Wednesday 8 December 2010

My project and the topic:The Costs of Living - Time and People Waiting

Studying cinema history (or history of film) last year gave me the opportunity to read more authors who wrote about photography, such as Susan Sontag, Rosalind Krauss, Roland Barthes and Walter Benjamin. Before those days I'd only looked at my favourite and very different photographers, such as Avedon, Leibovitz, Beaton, Nan Goldin, Francesca Woodman, Jeanloup Sieff, Irving Penn, Peter H. Fürst, Hoyningen-Huené, Horst P. Horst, Charlotte March, Walde Huth, Atget, Cartier-Bresson… Later I discovered I also love the work of William Klein, who I didn’t know a month ago.

 For my project I was trying to think in which things people spend their time on, what people do in Brighton in autumn (as the season it was). Later I would also discover something that linked to my first idea. It was not the opposite, but the consequences of the different 'ways of living'. These consequences were my "costs" of living. So I noticed I could manage to capture not the time because of its impossibility, but what people normally do when waiting - not losing their time, just waiting. Most of times I didn't know what or who they were waiting for, although in other ones I could see it. 

That's why I focused on many underground stations in London, as South Kensington, or many crowded places, as Piccadilly Circus. It wasn't only the time people spend waiting what I wanted to show: also, the different ways of waiting. I found, in one hand, people that become engrossed in one's thoughts and, in the other one, people that are connected to their world (with mobile phones, etc.). I preferred the first group with no doubt. It was difficult to take the photos in such crowded places just because another fact of time and people waiting -now the opposite- was the speed, the movement of lots, and lots, and lots of people. 

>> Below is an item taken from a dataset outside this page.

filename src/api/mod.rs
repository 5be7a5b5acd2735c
pub mod error;
pub mod handlers;
pub mod middleware;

I have to say that, from my experience as if I were them (trying to live my victim's role), I've always hated people walking or running in a hurry (group 1, people I didn't take photos of), although I knew when I'm alone I really like to walk faster and don't notice it. Moreover, I've always been (and I am, indeed) the kind of person who is really late every time I'm meeting someone, so when I was in this situation I walked or ran as they were doing for achieving to arrive earlier (less later). So, how could I have imagined the special way of every person to wait? (group 2, people I've taken photos of). And among all of them there were people working (group 3, photographed too), also waiting a few minutes when they had no other people to whom give in newspapers or small papers with advertisements.  

The resulting photos of my project show people who live constantly in anxiety and nervously, people who wait faithfully, and people who have no time to waste and wait exactly 10 minutes and then go away. Those who I’ve liked the most are the people whose mind was in outer space and who were completely strong like a wall, strong in the sense that I could take the photo of them but never go through their thoughts, their feelings. They are the main protagonists of my project. 

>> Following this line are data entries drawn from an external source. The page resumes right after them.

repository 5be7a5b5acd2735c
use std::path::Path;

/// Extensions accepted for media uploads
pub const ALLOWED_IMAGE_EXTENSIONS: &[&str] = &["png", "jpg", "jpeg"];

const MIB: f64 = 1024.0 * 1024.0;

#[derive(Debug, Clone)]
pub struct ValidationError {
    pub code: &'static str,
    pub message: String,
}

impl std::fmt::Display for ValidationError {
    fn fmt(&self, f: &mut std::fmt::Formatter<'_>) -> std::fmt::Result {
        write!(f, "{}: {}", self.code, self.message)
    }
}

impl std::error::Error for ValidationError {}

/// Returns the file's extension if it is on the image allow-list.
pub fn validate_image_extension(filename: &str) -> Result<String, ValidationError> {
    let ext = Path::new(filename)
        .extension()
        .and_then(|e| e.to_str())
        .unwrap_or("");

    if ALLOWED_IMAGE_EXTENSIONS.contains(&ext) {
        return Ok(ext.to_string());
    }

    Err(ValidationError {
        code: "INVALID_EXTENSION",
        message: "extension is not acceptable".to_string(),
    })
}

/// Validates file size against the per-file limit
pub fn validate_file_size(size: usize, max_size: usize) -> Result<(), ValidationError> {
    if size > max_size {
        return Err(ValidationError {
            code: "FILE_TOO_LARGE",
            message: format!(
                "file size must less than {} MiB",
                (max_size as f64 / MIB).ceil() as u64
            ),
        });
    }
    Ok(())
}

/// Rejects destinations that could escape the bucket prefix.
pub fn validate_destination(destination: &str) -> Result<(), ValidationError> {
    let invalid = destination.starts_with('/')
        || destination.split('/').any(|segment| segment == "..")
        || destination.contains('\\')
        || destination.chars().any(|c| c.is_control());

    if invalid {
        return Err(ValidationError {
            code: "INVALID_DESTINATION",
            message: format!("destination '{}' is not acceptable", destination),
        });
    }
    Ok(())
}

#[cfg(test)]
mod tests {
    use super::*;

    #[test]
    fn test_validate_image_extension() {
        assert_eq!(validate_image_extension("cat.png").unwrap(), "png");
        assert_eq!(validate_image_extension("cat.jpg").unwrap(), "jpg");
        assert_eq!(validate_image_extension("a.b.jpeg").unwrap(), "jpeg");

        assert!(validate_image_extension("cat.gif").is_err());
        assert!(validate_image_extension("cat.PNG").is_err());
        assert!(validate_image_extension("cat").is_err());
        assert!(validate_image_extension("script.php").is_err());
    }

    #[test]
    fn test_validate_file_size() {
        let limit = 2 * 1024 * 1024;
        assert!(validate_file_size(limit, limit).is_ok());
        let err = validate_file_size(limit + 1, limit).unwrap_err();
        assert_eq!(err.code, "FILE_TOO_LARGE");
        assert_eq!(err.message, "file size must less than 2 MiB");

        // Rounded up to whole MiB
        let err = validate_file_size(2_000_000, 1_500_000).unwrap_err();
        assert_eq!(err.message, "file size must less than 2 MiB");
    }

    #[test]
    fn test_validate_destination() {
        assert!(validate_destination("images/test/").is_ok());
        assert!(validate_destination("").is_ok());
        assert!(validate_destination("/etc/").is_err());
        assert!(validate_destination("images/../../secret/").is_err());
        assert!(validate_destination("images\\x").is_err());
    }
}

So my worries were focused on the speed of nowadays (as the consequence of the time and people waiting). People don't enjoy time just because they cannot: they have no time, they're in a hurry, they've too much work to do. But they're still people with personal problems and lots of own and private thoughts and feelings (I defend there are people who haven't them). Probably this is one of the most common and problematic costs of living at the moment: time - no time.

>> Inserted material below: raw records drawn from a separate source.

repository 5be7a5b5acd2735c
use crate::AppState;
use axum::{Json, extract::State, response::IntoResponse};
use serde::Serialize;
use utoipa::ToSchema;

#[derive(Serialize, ToSchema)]
pub struct HealthResponse {
    pub status: String,
    pub storage: String,
    pub bucket: String,
    pub version: String,
}

#[utoipa::path(
    get,
    path = "/health",
    responses(
        (status = 200, description = "System health status", body = HealthResponse)
    ),
    tag = "system"
)]
pub async fn health_check(State(state): State<AppState>) -> impl IntoResponse {
    let store = state.transfer.store();

    Json(HealthResponse {
        status: "ok".to_string(),
        storage: store.backend_name().to_string(),
        bucket: store.bucket().to_string(),
        version: env!("CARGO_PKG_VERSION").to_string(),
    })
}
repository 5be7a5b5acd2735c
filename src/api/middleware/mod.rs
pub mod request_id;
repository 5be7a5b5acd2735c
pub mod files;
pub mod health;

Brighton with Photo 1 - week 6 (Nov. 2010)

Learning how to say “Excuse me, would you mind if I take a photo of you?”




















Brighton (October 2010)

In the search for anonymous people who I could take photos of, just went to Brighton alone and then in the trip with the group of Photo 1. October was a sunny month until the afternoon, so I tried to make the most of it. My first idea for the project was to photograph the relationships and feelings of people, their emotions and reactions as the consequences of the costs of living, what was the theme for the projects. I really had no idea of how doing it, and then felt that when looking for something specifically I never got it. I went to the seaside, and took photos of many people alone (reading), another ones playing basketball ("hey, please, could you send me the photos you take?"), and friends and families at the beach having a nice day (as it actually was).

The first steps of my project: photos of anonymous people in Brighton.